## To do
Give back the listing underneath, unchanged and complete.

## Given information
........

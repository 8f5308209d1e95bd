use drill::Card;
use drill::clock::format_timestamp;
use ratatui::{
    Frame,
    layout::{Alignment, Constraint, Layout, Rect},
    style::{Color, Style},
    text::{Line, Span},
    widgets::Paragraph,
};

/// What the body of the screen shows
pub enum Screen<'a> {
    Question {
        card: &'a Card,
    },
    Answer {
        card: &'a Card,
    },
    Adding {
        question: &'a str,
        answer: &'a str,
        editing_answer: bool,
    },
    Empty,
}

/// UI state for rendering
pub struct UiState<'a> {
    pub screen: Screen<'a>,
    /// Cards in the current due snapshot
    pub due_count: usize,
    pub total_cards: usize,
    /// Session tallies
    pub reviewed: usize,
    pub correct: usize,
    /// One-line feedback from the last command
    pub status: Option<&'a str>,
}

pub fn render(frame: &mut Frame, state: &UiState) {
    let area = frame.area();

    let chunks = Layout::vertical([
        Constraint::Length(1), // Header
        Constraint::Fill(1),   // Top spacer
        Constraint::Length(7), // Body
        Constraint::Fill(1),   // Bottom spacer
        Constraint::Length(1), // Status
        Constraint::Length(1), // Key help
    ])
    .split(area);

    render_header(frame, state, chunks[0]);

    let help = match &state.screen {
        Screen::Question { card } => {
            render_question(frame, card, false, chunks[2]);
            "space reveal · a add · r refresh · q quit"
        }
        Screen::Answer { card } => {
            render_question(frame, card, true, chunks[2]);
            "y correct · n incorrect · a add · q quit"
        }
        Screen::Adding {
            question,
            answer,
            editing_answer,
        } => {
            render_form(frame, question, answer, *editing_answer, chunks[2]);
            "tab switch field · enter save · esc cancel"
        }
        Screen::Empty => {
            let lines = vec![
                Line::from(Span::styled(
                    "Nothing to review right now",
                    Style::default().fg(Color::Green),
                )),
                Line::from(""),
                Line::from(Span::styled(
                    "Add a card, or refresh later",
                    Style::default().fg(Color::DarkGray),
                )),
            ];
            frame.render_widget(
                Paragraph::new(lines).alignment(Alignment::Center),
                chunks[2],
            );
            "a add · r refresh · q quit"
        }
    };

    if let Some(msg) = state.status {
        let status = Paragraph::new(msg)
            .style(Style::default().fg(Color::Yellow))
            .alignment(Alignment::Center);
        frame.render_widget(status, chunks[4]);
    }

    let help = Paragraph::new(help)
        .style(Style::default().fg(Color::DarkGray))
        .alignment(Alignment::Center);
    frame.render_widget(help, chunks[5]);
}

fn render_header(frame: &mut Frame, state: &UiState, area: Rect) {
    let text = format!(
        "{} due / {} total    reviewed {} · correct {}",
        state.due_count, state.total_cards, state.reviewed, state.correct
    );
    let header = Paragraph::new(text)
        .style(Style::default().fg(Color::DarkGray))
        .alignment(Alignment::Center);
    frame.render_widget(header, area);
}

fn render_question(frame: &mut Frame, card: &Card, show_answer: bool, area: Rect) {
    let mut lines = vec![
        Line::from(Span::styled(
            format!(
                "stage {} · {} correct · due {}",
                card.stage,
                card.correct_count,
                format_timestamp(card.next_review)
            ),
            Style::default().fg(Color::DarkGray),
        )),
        Line::from(""),
        Line::from(Span::styled(
            card.question.as_str(),
            Style::default().fg(Color::White),
        )),
        Line::from(""),
    ];

    if show_answer {
        lines.push(Line::from(vec![
            Span::styled("Answer: ", Style::default().fg(Color::DarkGray)),
            Span::styled(card.answer.as_str(), Style::default().fg(Color::Cyan)),
        ]));
    }

    frame.render_widget(Paragraph::new(lines).alignment(Alignment::Center), area);
}

fn render_form(
    frame: &mut Frame,
    question: &str,
    answer: &str,
    editing_answer: bool,
    area: Rect,
) {
    let field = |label: &'static str, value: &str, active: bool| {
        let (marker, style) = if active {
            ("> ", Style::default().fg(Color::Cyan))
        } else {
            ("  ", Style::default().fg(Color::White))
        };
        let cursor = if active { "_" } else { "" };
        Line::from(vec![
            Span::styled(format!("{marker}{label}: "), Style::default().fg(Color::DarkGray)),
            Span::styled(format!("{value}{cursor}"), style),
        ])
    };

    let lines = vec![
        Line::from(Span::styled("New card", Style::default().fg(Color::White))),
        Line::from(""),
        field("Question", question, !editing_answer),
        field("Answer", answer, editing_answer),
    ];

    frame.render_widget(Paragraph::new(lines).alignment(Alignment::Center), area);
}
//! Naive local timestamps with whole-second precision.
//!
//! Timestamps are stored as fixed-width text, so comparing the stored strings
//! orders them chronologically. No timezone is attached or normalized.

use chrono::{Local, NaiveDateTime, ParseResult, SubsecRound};

/// Text form of every stored timestamp
pub const TIMESTAMP_FORMAT: &str = "%Y-%m-%d %H:%M:%S";

/// Current local wall-clock time, truncated to the second
pub fn now() -> NaiveDateTime {
    Local::now().naive_local().trunc_subsecs(0)
}

pub fn format_timestamp(t: NaiveDateTime) -> String {
    t.format(TIMESTAMP_FORMAT).to_string()
}

pub fn parse_timestamp(s: &str) -> ParseResult<NaiveDateTime> {
    NaiveDateTime::parse_from_str(s, TIMESTAMP_FORMAT)
}

#[cfg(test)]
mod tests {
    use super::*;
    use chrono::{NaiveDate, Timelike};

    #[test]
    fn test_now_has_no_subseconds() {
        assert_eq!(now().nanosecond(), 0);
    }

    #[test]
    fn test_format_drops_subseconds() {
        let t = NaiveDate::from_ymd_opt(2024, 3, 9)
            .unwrap()
            .and_hms_milli_opt(7, 5, 3, 999)
            .unwrap();
        assert_eq!(format_timestamp(t), "2024-03-09 07:05:03");
    }

    #[test]
    fn test_parse_format() {
        let t = parse_timestamp("2024-12-31 23:59:59").unwrap();
        assert_eq!(format_timestamp(t), "2024-12-31 23:59:59");
    }

    #[test]
    fn test_parse_rejects_other_shapes() {
        assert!(parse_timestamp("2024-12-31T23:59:59Z").is_err());
        assert!(parse_timestamp("").is_err());
    }

    #[test]
    fn test_text_order_is_chronological() {
        let earlier = parse_timestamp("2024-01-09 23:00:00").unwrap();
        let later = parse_timestamp("2024-01-10 01:00:00").unwrap();
        assert!(format_timestamp(earlier) < format_timestamp(later));
    }
}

........

## Finished task
repository 8f5308209d1e95bd
use drill::Card;
use drill::clock::format_timestamp;
use ratatui::{
    Frame,
    layout::{Alignment, Constraint, Layout, Rect},
    style::{Color, Style},
    text::{Line, Span},
    widgets::Paragraph,
};

/// What the body of the screen shows
pub enum Screen<'a> {
    Question {
        card: &'a Card,
    },
    Answer {
        card: &'a Card,
    },
    Adding {
        question: &'a str,
        answer: &'a str,
        editing_answer: bool,
    },
    Empty,
}

/// UI state for rendering
pub struct UiState<'a> {
    pub screen: Screen<'a>,
    /// Cards in the current due snapshot
    pub due_count: usize,
    pub total_cards: usize,
    /// Session tallies
    pub reviewed: usize,
    pub correct: usize,
    /// One-line feedback from the last command
    pub status: Option<&'a str>,
}

pub fn render(frame: &mut Frame, state: &UiState) {
    let area = frame.area();

    let chunks = Layout::vertical([
        Constraint::Length(1), // Header
        Constraint::Fill(1),   // Top spacer
        Constraint::Length(7), // Body
        Constraint::Fill(1),   // Bottom spacer
        Constraint::Length(1), // Status
        Constraint::Length(1), // Key help
    ])
    .split(area);

    render_header(frame, state, chunks[0]);

    let help = match &state.screen {
        Screen::Question { card } => {
            render_question(frame, card, false, chunks[2]);
            "space reveal · a add · r refresh · q quit"
        }
        Screen::Answer { card } => {
            render_question(frame, card, true, chunks[2]);
            "y correct · n incorrect · a add · q quit"
        }
        Screen::Adding {
            question,
            answer,
            editing_answer,
        } => {
            render_form(frame, question, answer, *editing_answer, chunks[2]);
            "tab switch field · enter save · esc cancel"
        }
        Screen::Empty => {
            let lines = vec![
                Line::from(Span::styled(
                    "Nothing to review right now",
                    Style::default().fg(Color::Green),
                )),
                Line::from(""),
                Line::from(Span::styled(
                    "Add a card, or refresh later",
                    Style::default().fg(Color::DarkGray),
                )),
            ];
            frame.render_widget(
                Paragraph::new(lines).alignment(Alignment::Center),
                chunks[2],
            );
            "a add · r refresh · q quit"
        }
    };

    if let Some(msg) = state.status {
        let status = Paragraph::new(msg)
            .style(Style::default().fg(Color::Yellow))
            .alignment(Alignment::Center);
        frame.render_widget(status, chunks[4]);
    }

    let help = Paragraph::new(help)
        .style(Style::default().fg(Color::DarkGray))
        .alignment(Alignment::Center);
    frame.render_widget(help, chunks[5]);
}

fn render_header(frame: &mut Frame, state: &UiState, area: Rect) {
    let text = format!(
        "{} due / {} total    reviewed {} · correct {}",
        state.due_count, state.total_cards, state.reviewed, state.correct
    );
    let header = Paragraph::new(text)
        .style(Style::default().fg(Color::DarkGray))
        .alignment(Alignment::Center);
    frame.render_widget(header, area);
}

fn render_question(frame: &mut Frame, card: &Card, show_answer: bool, area: Rect) {
    let mut lines = vec![
        Line::from(Span::styled(
            format!(
                "stage {} · {} correct · due {}",
                card.stage,
                card.correct_count,
                format_timestamp(card.next_review)
            ),
            Style::default().fg(Color::DarkGray),
        )),
        Line::from(""),
        Line::from(Span::styled(
            card.question.as_str(),
            Style::default().fg(Color::White),
        )),
        Line::from(""),
    ];

    if show_answer {
        lines.push(Line::from(vec![
            Span::styled("Answer: ", Style::default().fg(Color::DarkGray)),
            Span::styled(card.answer.as_str(), Style::default().fg(Color::Cyan)),
        ]));
    }

    frame.render_widget(Paragraph::new(lines).alignment(Alignment::Center), area);
}

fn render_form(
    frame: &mut Frame,
    question: &str,
    answer: &str,
    editing_answer: bool,
    area: Rect,
) {
    let field = |label: &'static str, value: &str, active: bool| {
        let (marker, style) = if active {
            ("> ", Style::default().fg(Color::Cyan))
        } else {
            ("  ", Style::default().fg(Color::White))
        };
        let cursor = if active { "_" } else { "" };
        Line::from(vec![
            Span::styled(format!("{marker}{label}: "), Style::default().fg(Color::DarkGray)),
            Span::styled(format!("{value}{cursor}"), style),
        ])
    };

    let lines = vec![
        Line::from(Span::styled("New card", Style::default().fg(Color::White))),
        Line::from(""),
        field("Question", question, !editing_answer),
        field("Answer", answer, editing_answer),
    ];

    frame.render_widget(Paragraph::new(lines).alignment(Alignment::Center), area);
}
//! Naive local timestamps with whole-second precision.
//!
//! Timestamps are stored as fixed-width text, so comparing the stored strings
//! orders them chronologically. No timezone is attached or normalized.

use chrono::{Local, NaiveDateTime, ParseResult, SubsecRound};

/// Text form of every stored timestamp
pub const TIMESTAMP_FORMAT: &str = "%Y-%m-%d %H:%M:%S";

/// Current local wall-clock time, truncated to the second
pub fn now() -> NaiveDateTime {
    Local::now().naive_local().trunc_subsecs(0)
}

pub fn format_timestamp(t: NaiveDateTime) -> String {
    t.format(TIMESTAMP_FORMAT).to_string()
}

pub fn parse_timestamp(s: &str) -> ParseResult<NaiveDateTime> {
    NaiveDateTime::parse_from_str(s, TIMESTAMP_FORMAT)
}

#[cfg(test)]
mod tests {
    use super::*;
    use chrono::{NaiveDate, Timelike};

    #[test]
    fn test_now_has_no_subseconds() {
        assert_eq!(now().nanosecond(), 0);
    }

    #[test]
    fn test_format_drops_subseconds() {
        let t = NaiveDate::from_ymd_opt(2024, 3, 9)
            .unwrap()
            .and_hms_milli_opt(7, 5, 3, 999)
            .unwrap();
        assert_eq!(format_timestamp(t), "2024-03-09 07:05:03");
    }

    #[test]
    fn test_parse_format() {
        let t = parse_timestamp("2024-12-31 23:59:59").unwrap();
        assert_eq!(format_timestamp(t), "2024-12-31 23:59:59");
    }

    #[test]
    fn test_parse_rejects_other_shapes() {
        assert!(parse_timestamp("2024-12-31T23:59:59Z").is_err());
        assert!(parse_timestamp("").is_err());
    }

    #[test]
    fn test_text_order_is_chronological() {
        let earlier = parse_timestamp("2024-01-09 23:00:00").unwrap();
        let later = parse_timestamp("2024-01-10 01:00:00").unwrap();
        assert!(format_timestamp(earlier) < format_timestamp(later));
    }
}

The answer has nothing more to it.